Auth integration (advanced)

Architecture

Design rules

1. OIDC in the browser — react-oidc-context + optional same-origin metadata proxy.
2. BFF session — Tokens exchanged for HttpOnly cookies; avoid new localStorage token storage.
3. CheckToken shell — Gates UI until GET /api/auth/session succeeds.
4. Server enforcement — APIs and BFF must authorize; client gate is UX only.

CheckTokenDeps

The host app implements CheckTokenPortalDeps:

• getPublicEnv, cookieUtils, useQueryClient
• fetchUserProfile, getProfile, permission query key
• Zustand stores for login / permissions / global filter

See portal build-check-token-portal-deps.ts.

Return path

Use @sumx/ssr-auth-core/return-path for allowlisted redirects after login.
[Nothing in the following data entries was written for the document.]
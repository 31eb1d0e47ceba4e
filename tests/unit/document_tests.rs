/*!
 * Unit tests for the document store.
 */

use xliffedit::{ConfirmationLevel, DocumentError, DocumentLimits, UpdateStatus, XliffDocument};

use crate::common::{ACME_TAGGED, repetitions_xliff, sample_document, sample_xliff};

#[test]
fn test_extractAll_shouldReturnSegmentsInDocumentOrder() {
    let mut document = sample_document();

    let segments = document.extract_all();

    assert_eq!(segments.len(), 2);
    assert_eq!(segments[0].segment_id, "1");
    assert_eq!(segments[0].trans_unit_id, "tu1");
    assert_eq!(segments[1].segment_id, "2");
    assert_eq!(segments[1].trans_unit_id, "tu2");
}

#[test]
fn test_extractAll_shouldExposeCleanAndTaggedForms() {
    let mut document = sample_document();

    let segments = document.extract_all();

    assert_eq!(segments[0].source, "Acme& Events");
    assert_eq!(segments[0].source_tagged, ACME_TAGGED);
    assert_eq!(segments[0].target_tagged, ACME_TAGGED);
    assert!(segments[0].has_tags);

    assert_eq!(segments[1].source, "Version 2.0 (beta).");
    assert_eq!(segments[1].target, "Version (beta)");
    assert!(!segments[1].has_tags);
}

#[test]
fn test_extractAll_shouldExposeStatusAndLockFromSegDefs() {
    let mut document = sample_document();

    let segments = document.extract_all();

    assert_eq!(segments[0].status, Some(ConfirmationLevel::Translated));
    assert!(!segments[0].locked);
    assert_eq!(segments[1].status, Some(ConfirmationLevel::Draft));
    assert!(segments[1].locked);
}

#[test]
fn test_getSegment_shouldMatchExtractAllResult() {
    let mut document = sample_document();
    let from_extract = document.extract_all();

    for expected in &from_extract {
        let fetched = document
            .get_segment(&expected.segment_id)
            .expect("segment should be found");
        assert_eq!(fetched.segment_id, expected.segment_id);
        assert_eq!(fetched.trans_unit_id, expected.trans_unit_id);
        assert_eq!(fetched.source, expected.source);
        assert_eq!(fetched.source_tagged, expected.source_tagged);
        assert_eq!(fetched.target, expected.target);
        assert_eq!(fetched.target_tagged, expected.target_tagged);
        assert_eq!(fetched.has_tags, expected.has_tags);
        assert_eq!(fetched.status, expected.status);
        assert_eq!(fetched.locked, expected.locked);
    }
}

#[test]
fn test_extractAll_shouldComputeRepetitionCounts() {
    let mut document =
        XliffDocument::from_bytes(repetitions_xliff().as_bytes(), DocumentLimits::default())
            .expect("repetitions document should parse");

    let segments = document.extract_all();

    assert_eq!(segments.len(), 3);
    assert!(segments.iter().all(|s| s.repetitions == 3));
}

#[test]
fn test_updateSegment_withPlainSegment_shouldReplaceTextAndResetStatus() {
    let mut document = sample_document();

    let outcome = document.update_segment("2", "Version 2.0 (beta).", true);

    assert!(outcome.succeeded());
    let segment = document.get_segment("2").expect("segment should exist");
    assert_eq!(segment.target, "Version 2.0 (beta).");
    assert_eq!(segment.status, Some(ConfirmationLevel::RejectedTranslation));
}

#[test]
fn test_updateSegment_withDiscardTags_shouldDropInlineTags() {
    let mut document = sample_document();

    let outcome = document.update_segment("1", "Acme & Meetings", false);

    assert!(outcome.succeeded());
    let segment = document.get_segment("1").expect("segment should exist");
    assert_eq!(segment.target, "Acme & Meetings");
    assert_eq!(segment.target_tagged, "Acme & Meetings");
}

#[test]
fn test_updateSegment_withUnknownId_shouldReportNotFound() {
    let mut document = sample_document();

    let outcome = document.update_segment("999", "text", true);

    assert_eq!(outcome.status, UpdateStatus::NotFound);
    assert!(outcome.message.contains("'999'"));
}

#[test]
fn test_updateSegment_withOversizedText_shouldReportInputTooLarge() {
    let limits = DocumentLimits {
        max_file_size: 50 * 1024 * 1024,
        max_segment_text_size: 16,
    };
    let mut document =
        XliffDocument::from_bytes(sample_xliff().as_bytes(), limits).expect("should parse");

    let outcome = document.update_segment("2", "this text is longer than sixteen bytes", true);

    assert_eq!(outcome.status, UpdateStatus::InputTooLarge);
    // Tree untouched
    assert_eq!(
        document.get_segment("2").expect("segment").target,
        "Version (beta)"
    );
}

#[test]
fn test_updateSegment_shouldNotTouchOtherSegments() {
    let mut document = sample_document();
    let before = document.get_segment("1").expect("segment");

    document.update_segment("2", "Neue Version", true);

    let after = document.get_segment("1").expect("segment");
    assert_eq!(before, after);
}

#[test]
fn test_segmentCatalog_onceCaptured_shouldSurviveTreeMutation() {
    let mut document = sample_document();
    document.get_segment("1");
    let captured_before: Vec<String> = document
        .segment_catalog("1")
        .expect("catalog captured")
        .ids()
        .map(String::from)
        .collect();

    // Mutate the tree: strip all tags from the segment
    document.update_segment("1", "plain", false);

    let captured_after: Vec<String> = document
        .segment_catalog("1")
        .expect("catalog still present")
        .ids()
        .map(String::from)
        .collect();
    assert_eq!(captured_before, captured_after);

    // And the catalog still governs later updates
    let outcome = document.update_segment("1", "{5}Acme{/5}{6}&{/6}{7} Mtgs{/7}", true);
    assert_eq!(outcome.status, UpdateStatus::Updated);
}

#[test]
fn test_fromBytes_withMalformedXml_shouldFailFatally() {
    let result = XliffDocument::from_bytes(b"<xliff><unclosed>", DocumentLimits::default());

    assert!(matches!(result, Err(DocumentError::Malformed(_))));
}

#[test]
fn test_metadata_shouldReadFileLanguages() {
    let document = sample_document();

    let metadata = document.metadata();

    assert_eq!(metadata.source_language.as_deref(), Some("en-US"));
    assert_eq!(metadata.target_language.as_deref(), Some("de-DE"));
}

#[test]
fn test_statistics_shouldAggregateOverSegDefs() {
    let document = sample_document();

    let stats = document.statistics();

    assert_eq!(stats.total_segments, 2);
    assert_eq!(stats.status_counts.get("Translated"), Some(&1));
    assert_eq!(stats.status_counts.get("Draft"), Some(&1));
    assert_eq!(stats.locked_count, 1);
}

#[test]
fn test_isStale_onInMemoryDocument_shouldBeFalse() {
    let document = sample_document();

    assert!(!document.is_stale());
}
/*!
 * Tag validator for edited placeholder text.
 *
 * Checks a decoded token stream against a segment's captured tag catalog:
 * - stack discipline: every paired tag must close in order
 * - set conservation: every original tag must be present, no new ids
 * - order: top-level tag order changes are a warning, not an error,
 *   because target-language word order may legitimately reorder spans
 *
 * Validation never throws; failures are returned as data so a caller can
 * retry with corrected text.
 */

use std::collections::HashSet;

use serde::Serialize;

use crate::codec::tokens::{Token, top_level_order};
use crate::codec::walker::TagCatalog;

/// Outcome of validating a token stream against a tag catalog
#[derive(Debug, Clone, Default, Serialize)]
pub struct TagValidation {
    /// Whether validation passed
    pub valid: bool,
    /// Validation error messages
    pub errors: Vec<String>,
    /// Warning messages (e.g. tag order changes)
    pub warnings: Vec<String>,
    /// Tag ids from the catalog that the text does not touch
    pub missing_tags: Vec<String>,
    /// Tag ids in the text that the catalog does not know
    pub extra_tags: Vec<String>,
}

impl TagValidation {
    /// A trivially passing validation
    pub fn passed() -> Self {
        TagValidation {
            valid: true,
            ..Default::default()
        }
    }
}

/// Validate a decoded token stream against a captured catalog.
///
/// A segment with an empty catalog always validates trivially.
pub fn validate(tokens: &[Token], catalog: &TagCatalog) -> TagValidation {
    if catalog.is_empty() {
        return TagValidation::passed();
    }

    let mut result = TagValidation::passed();
    let mut touched: HashSet<&str> = HashSet::new();
    let mut stack: Vec<&str> = Vec::new();

    for token in tokens {
        match token {
            Token::Open(id) => {
                touched.insert(id.as_str());
                stack.push(id.as_str());
            }
            Token::Close(id) => {
                touched.insert(id.as_str());
                if stack.last() == Some(&id.as_str()) {
                    stack.pop();
                } else {
                    result.errors.push(format!("Mismatched closing tag {{/{}}}", id));
                    result.valid = false;
                }
            }
            Token::SelfClosing(id) => {
                touched.insert(id.as_str());
            }
            Token::Text(_) => {}
        }
    }

    if !stack.is_empty() {
        result.errors.push(format!("Unclosed tags: {}", join_braced(&stack)));
        result.valid = false;
    }

    let mut missing: Vec<String> = catalog
        .ids()
        .filter(|id| !touched.contains(id))
        .map(|id| id.to_string())
        .collect();
    sort_tag_ids(&mut missing);
    if !missing.is_empty() {
        result.errors.push(format!(
            "Missing tags: {}. All original tags must be preserved in the translation.",
            join_braced(&missing)
        ));
        result.missing_tags = missing;
        result.valid = false;
    }

    let mut extra: Vec<String> = touched
        .iter()
        .filter(|id| !catalog.contains(id))
        .map(|id| id.to_string())
        .collect();
    sort_tag_ids(&mut extra);
    if !extra.is_empty() {
        result.errors.push(format!(
            "Unknown tags: {}. Only tags from the original segment can be used.",
            join_braced(&extra)
        ));
        result.extra_tags = extra;
        result.valid = false;
    }

    // Order is only worth reporting on an otherwise valid stream
    if result.valid {
        let new_order = top_level_order(tokens);
        if new_order != catalog.canonical_order() {
            result.warnings.push(format!(
                "Tag order changed from original. This may be intentional for word order differences. Original: {}, New: {}",
                join_braced(catalog.canonical_order()),
                join_braced(&new_order)
            ));
        }
    }

    result
}

fn sort_tag_ids(ids: &mut [String]) {
    ids.sort_by(|a, b| match (a.parse::<u64>(), b.parse::<u64>()) {
        (Ok(x), Ok(y)) => x.cmp(&y).then_with(|| a.cmp(b)),
        _ => a.cmp(b),
    });
}

fn join_braced<S: AsRef<str>>(ids: &[S]) -> String {
    ids.iter()
        .map(|id| format!("{{{}}}", id.as_ref()))
        .collect::<Vec<_>>()
        .join(", ")
}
Never redirect to arbitrary ?return= URLs without validation.

Cross-tab session

When one tab logs out, others show the session timeout dialog (CheckTokenCrossTabSessionDialog via @sumx/ui).

Migrating from copied vendor code

Replace src/hoc/check-token/** with package imports + thin build-check-token-portal-deps.ts. Delete duplicated OIDC/cookie helpers that now live in @sumx/ssr-auth-core.

Legacy snapshot: packages/portal-auth-vendor (reference only, not published).